When a valid Include is found, //Inclusions::fulfill_request_to_include_extension//
also puts a dependency edge in between the vertex for our copy and the vertex
for the new extension's copy. That will be a use edge if our copy is also an
extension -- i.e., you can't use Existing Extension unless you also have
New Extension -- but a build edge if our copy is a project -- i.e., you can't
build Existing Project unless you also have New Extension.

By the end of the process, therefore, all dependencies on or between extensions
will have been added to the build graph.

@ Finally comes the complicated business of rearranging the syntax tree due
to headings like:

>> Chapter 7a (in place of Chapter 7 in Applied Pathology by Attila Hun)

This is performed by //Headings::satisfy_individual_heading_dependency//,
and it has to be done after all the extension inclusions have been made. It's
a step only performed for the syntax tree of a whole project: if we've just
made an isolated tree for a single extension, we don't bother, because we
couldn't compile that in isolation anyway.

@ This is all quite a long road, and the way is strewn with potential errors.
What if a requested extension can't be found? Or is damaged? Or not compatible
with our VM? Or if a heading is "in place of" one which isn't where it claimed?
And so on. Such issues are converted into still more copy errors.

If //supervisor// is running in the parent //inbuild//, then all errors are
all issued to the console when text reading is complete. But if it is running
in the parent //inform7//, they are suppressed for now, and will be picked
up later and issued as problem messages by //core: Problems With Source Text//.

@ Now that we have read in the text of a project/extension, we know all of its
dependencies on other extensions. If we were reading an extension, we now have
its complete graph made, because it can only be dependent on other extensions.
But a project also depends on kits of Inter codes, on a language definition,
and so forth: and also on the files it draws its source text from. See
//Projects::construct_graph// for the details.

@h Incremental builds.
So, then, at this point we can determine the complete build graph for any copy.
The parent can do several things:

(a) Call //Copies::show_graph//, or //Copies::show_needs//, or //Copies::show_missing//,
to print out the graph, show what a project needs in order to be built, or
show what it needs but doesn't currently have;
(b) Call //Copies::archive// to make archived copies of all dependent resources;
(c) Or, the big one, call //Copies::build// or //Copies::rebuild// to perform
a build.

A "build" is incremental, and uses time-stamps of files to avoid unnecessary
duplication of previous compilation work; a "rebuild" is not.
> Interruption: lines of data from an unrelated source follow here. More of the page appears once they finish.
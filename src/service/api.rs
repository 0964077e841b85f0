//! Response shapes the thin HTTP layer serializes verbatim.

use serde::{Deserialize, Serialize};
use serde_json::Value;

use crate::broker::JobStatus;
use crate::extract::ExtractedDocument;
use crate::types::SearchResult;

/// Outcome of a synchronous scrape.
#[derive(Debug, Clone, Serialize, Deserialize)]
pub struct ScrapeOutcome {
    pub success: bool,
    #[serde(rename = "jobId")]
    pub job_id: String,
    #[serde(skip_serializing_if = "Option::is_none")]
    pub data: Option<ExtractedDocument>,
    /// Stable error kind when failed.
    #[serde(skip_serializing_if = "Option::is_none")]
    pub error: Option<String>,
    #[serde(skip_serializing_if = "Option::is_none")]
    pub message: Option<String>,
}

impl ScrapeOutcome {
    #[must_use]
    pub fn ok(job_id: String, data: ExtractedDocument) -> Self {
        Self { success: true, job_id, data: Some(data), error: None, message: None }
    }

    #[must_use]
    pub fn failed(
        job_id: String,
        kind: &str,
        message: String,
        data: Option<ExtractedDocument>,
    ) -> Self {
        Self {
            success: false,
            job_id,
            data,
            error: Some(kind.to_string()),
            message: Some(message),
        }
    }
}

/// `POST /v1/crawl` response body.
#[derive(Debug, Clone, Serialize, Deserialize)]
pub struct CrawlCreated {
    pub job_id: String,
    /// Always `created`.
    pub status: String,
    pub message: String,
}

/// `GET /v1/crawl/{jobId}/status` response body.
#[derive(Debug, Clone, Serialize, Deserialize)]
pub struct CrawlStatus {
    pub job_id: String,
    pub status: JobStatus,
    /// Unix millis.
    pub start_time: i64,
    pub expires_at: i64,
    pub credits_used: i64,
    pub total: i64,
    pub completed: i64,
    pub failed: i64,
}

/// `GET /v1/crawl/{jobId}?skip=N` response body.
#[derive(Debug, Clone, Serialize, Deserialize)]
pub struct CrawlResults {
    pub success: bool,
    pub status: JobStatus,
    pub total: i64,
    pub completed: i64,
    #[serde(rename = "creditsUsed")]
    pub credits_used: i64,
    /// `skip` value for the next page, when one exists.
    #[serde(skip_serializing_if = "Option::is_none")]
    pub next: Option<i64>,
    pub data: Vec<Value>,
}

/// `POST /v1/search` response body.
#[derive(Debug, Clone, Serialize, Deserialize)]
pub struct SearchOutcome {
    pub success: bool,
    pub job_id: String,
    pub results: Vec<SearchResult>,
}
They are otherwise
the same, both calling //IncrementalBuild::build//. This works rather like the
traditional Unix tool |make|: if it wants to build the resource which a vertex
represents, it first has to build the resources which that vertex depends on,
i.e., has edges out to.

How does one "build a vertex", though? The answer is that if a vertex has been
given a //build_script//, one follows this script. The script is only a list
of //build_step// objects, and each step is an application of a //build_skill//.
There are only a few skills known to the Supervisor, created by //Supervisor::start//.
For example, assimilating a kit is a skill; but the need to apply this skill to
a particular copy of |WorldModelKit| is a build step.
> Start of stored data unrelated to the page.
//! Error types shared across the service.
//!
//! Errors carry a stable string *kind* (surfaced in payloads and logs) so
//! callers never depend on Rust types crossing the API boundary.

use once_cell::sync::Lazy;
use regex::Regex;

/// Stable error kind identifiers used in payloads, logs and job rows.
pub mod kind {
    pub const VALIDATION_ERROR: &str = "VALIDATION_ERROR";
    pub const HTTP_ERROR: &str = "HTTP_ERROR";
    pub const NAVIGATION_TIMEOUT: &str = "NAVIGATION_TIMEOUT";
    pub const PROXY_ERROR: &str = "PROXY_ERROR";
    pub const PROXY_UNAVAILABLE: &str = "PROXY_UNAVAILABLE";
    pub const BROWSER_ERROR: &str = "BROWSER_ERROR";
    pub const EXTRACTION_ERROR: &str = "EXTRACTION_ERROR";
    pub const COST_LIMIT_EXCEEDED: &str = "COST_LIMIT_EXCEEDED";
    pub const CRAWL_LIMIT_REACHED: &str = "CRAWL_LIMIT_REACHED";
    pub const INTERNAL_ERROR: &str = "INTERNAL_ERROR";
}

/// Engine-level failure raised while fetching or rendering a page.
#[derive(Debug, thiserror::Error)]
pub enum EngineError {
    /// Origin answered with a non-2xx status. The body (when available) is
    /// still extracted best-effort so the failure payload carries it.
    #[error("HTTP error {status}: {message}")]
    Http { status: u16, message: String },

    /// Navigation did not settle within the request timeout.
    #[error("navigation timed out after {timeout_ms}ms: {url}")]
    NavigationTimeout { url: String, timeout_ms: u64 },

    /// Outbound proxy failure. `transient` marks the retryable subset
    /// (connection/tunnel/auth/socks faults).
    #[error("proxy error: {message}")]
    Proxy { message: String, transient: bool },

    /// Browser/CDP-level failure (crash, closed target, protocol error).
    #[error("browser error: {message}")]
    Browser { message: String },

    /// Request shape violation detected before any I/O.
    #[error("validation error: {0}")]
    Validation(String),
}

impl EngineError {
    pub fn kind(&self) -> &'static str {
        match self {
            Self::Http { .. } => kind::HTTP_ERROR,
            Self::NavigationTimeout { .. } => kind::NAVIGATION_TIMEOUT,
            Self::Proxy { .. } => kind::PROXY_ERROR,
            Self::Browser { .. } => kind::BROWSER_ERROR,
            Self::Validation(_) => kind::VALIDATION_ERROR,
        }
    }

    /// Whether a fresh session (and possibly a different proxy tier) is
    /// worth trying for this failure.
    pub fn is_retryable(&self) -> bool {
        match self {
            Self::NavigationTimeout { .. } => true,
            Self::Proxy { transient, .. } => *transient,
            _ => false,
        }
    }

    /// Classify a raw proxy failure message into the transient subset.
    pub fn proxy_from_message(message: impl Into<String>) -> Self {
        let message = message.into();
        let transient = TRANSIENT_PROXY_PATTERNS.iter().any(|p| p.is_match(&message));
        Self::Proxy { message, transient }
    }
}

/// Transient proxy fault names; anything else gives up immediately and the
/// failed-request handler records the failure.
static TRANSIENT_PROXY_PATTERNS: Lazy<Vec<Regex>> = Lazy::new(|| {
    [
        r"(?i)proxy.?connection.?failed",
        r"(?i)tunnel.?connection.?failed",
        r"(?i)proxy.?auth(entication)?.?failed",
        r"(?i)socks.?connection.?failed",
    ]
    .iter()
    .map(|p| Regex::new(p).expect("static regex"))
    .collect()
});

/// Known-transient network faults that are downgraded to warnings at the
/// process-wide handler instead of triggering shutdown.
static SUPPRESSIBLE_NETWORK_PATTERNS: Lazy<Vec<Regex>> = Lazy::new(|| {
    [
        r"(?i)connection reset",
        r"(?i)client.{0,10}aborted",
        r"(?i)broken pipe",
    ]
    .iter()
    .map(|p| Regex::new(p).expect("static regex"))
    .collect()
});

/// True when an unhandled fault is a known-transient network hiccup and
/// should be logged and suppressed rather than taking the process down.
pub fn is_suppressible_network_fault(message: &str) -> bool {
    SUPPRESSIBLE_NETWORK_PATTERNS.iter().any(|p| p.is_match(message))
}

/// Failure inside the extraction pipeline, tagged with the offending step.
#[derive(Debug, thiserror::Error)]
#[error("extraction failed at {step}: {message}")]
pub struct ExtractError {
    pub step: &'static str,
    pub message: String,
    /// Surfaced error kind; `EXTRACTION_ERROR` unless a sub-engine fault
    /// (e.g. the LLM cost limit) carries its own.
    pub kind: &'static str,
    #[source]
    pub source: Option<anyhow::Error>,
}

impl ExtractError {
    pub fn new(step: &'static str, message: impl Into<String>) -> Self {
        Self { step, message: message.into(), kind: kind::EXTRACTION_ERROR, source: None }
    }

    pub fn with_source(step: &'static str, source: anyhow::Error) -> Self {
        Self {
            step,
            message: format!("{source:#}"),
            kind: kind::EXTRACTION_ERROR,
            source: Some(source),
        }
    }

    #[must_use]
    pub fn with_kind(mut self, kind: &'static str) -> Self {
        self.kind = kind;
        self
    }
}

/// LLM agent failures.
#[derive(Debug, thiserror::Error)]
pub enum LlmError {
    #[error("cost limit exceeded: spent {spent:.6}, next call ~{projected:.6}, limit {limit:.6}")]
    CostLimitExceeded { spent: f64, projected: f64, limit: f64 },

    #[error("model {model} is not configured")]
    UnknownModel { model: String },

    #[error("model call failed: {0}")]
    Call(String),

    #[error("model returned unparseable output: {0}")]
    BadOutput(String),
}

impl LlmError {
    pub fn kind(&self) -> &'static str {
        match self {
            Self::CostLimitExceeded { .. } => kind::COST_LIMIT_EXCEEDED,
            _ => kind::INTERNAL_ERROR,
        }
    }
}

#[cfg(test)]
mod tests {
    use super::*;

    #[test]
    fn transient_proxy_classification() {
        let e = EngineError::proxy_from_message("ERR_TUNNEL_CONNECTION_FAILED at 10.0.0.1");
        assert!(e.is_retryable());
        let e = EngineError::proxy_from_message("SOCKS connection failed");
        assert!(e.is_retryable());
        let e = EngineError::proxy_from_message("proxy returned 502 bad gateway");
        assert!(!e.is_retryable());
    }

    #[test]
    fn kinds_are_stable_strings() {
        assert_eq!(
            EngineError::Http { status: 500, message: String::new() }.kind(),
            "HTTP_ERROR"
        );
        assert_eq!(
            EngineError::NavigationTimeout { url: String::new(), timeout_ms: 1 }.kind(),
            "NAVIGATION_TIMEOUT"
        );
    }

    #[test]
    fn suppressible_faults() {
        assert!(is_suppressible_network_fault("Connection reset by peer"));
        assert!(is_suppressible_network_fault("write failed: Broken pipe"));
        assert!(!is_suppressible_network_fault("segmentation fault"));
    }
}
Some build steps can be carried out in two different ways: externally, by
issuing a command to the shell; or internally, by calling a function in some
module also present in the parent tool. The Supervisor chooses which way
according to the //build_methodology// object passed to //IncrementalBuild::build//
to configure how it should go about its business.

@h Extension census.
That's basically everything except for the lengthy but unimportant code in
//Chapter 7//, which constructs a mini-website of extension documentation for
use inside the GUI app. None of this affects how builds are made. See
//The Mini-Website// for the site's makeup. A little metadata is cached
between runs of //inform7// in a file called the //Dictionary//, and the
search for all installed extensions is called the //Census//.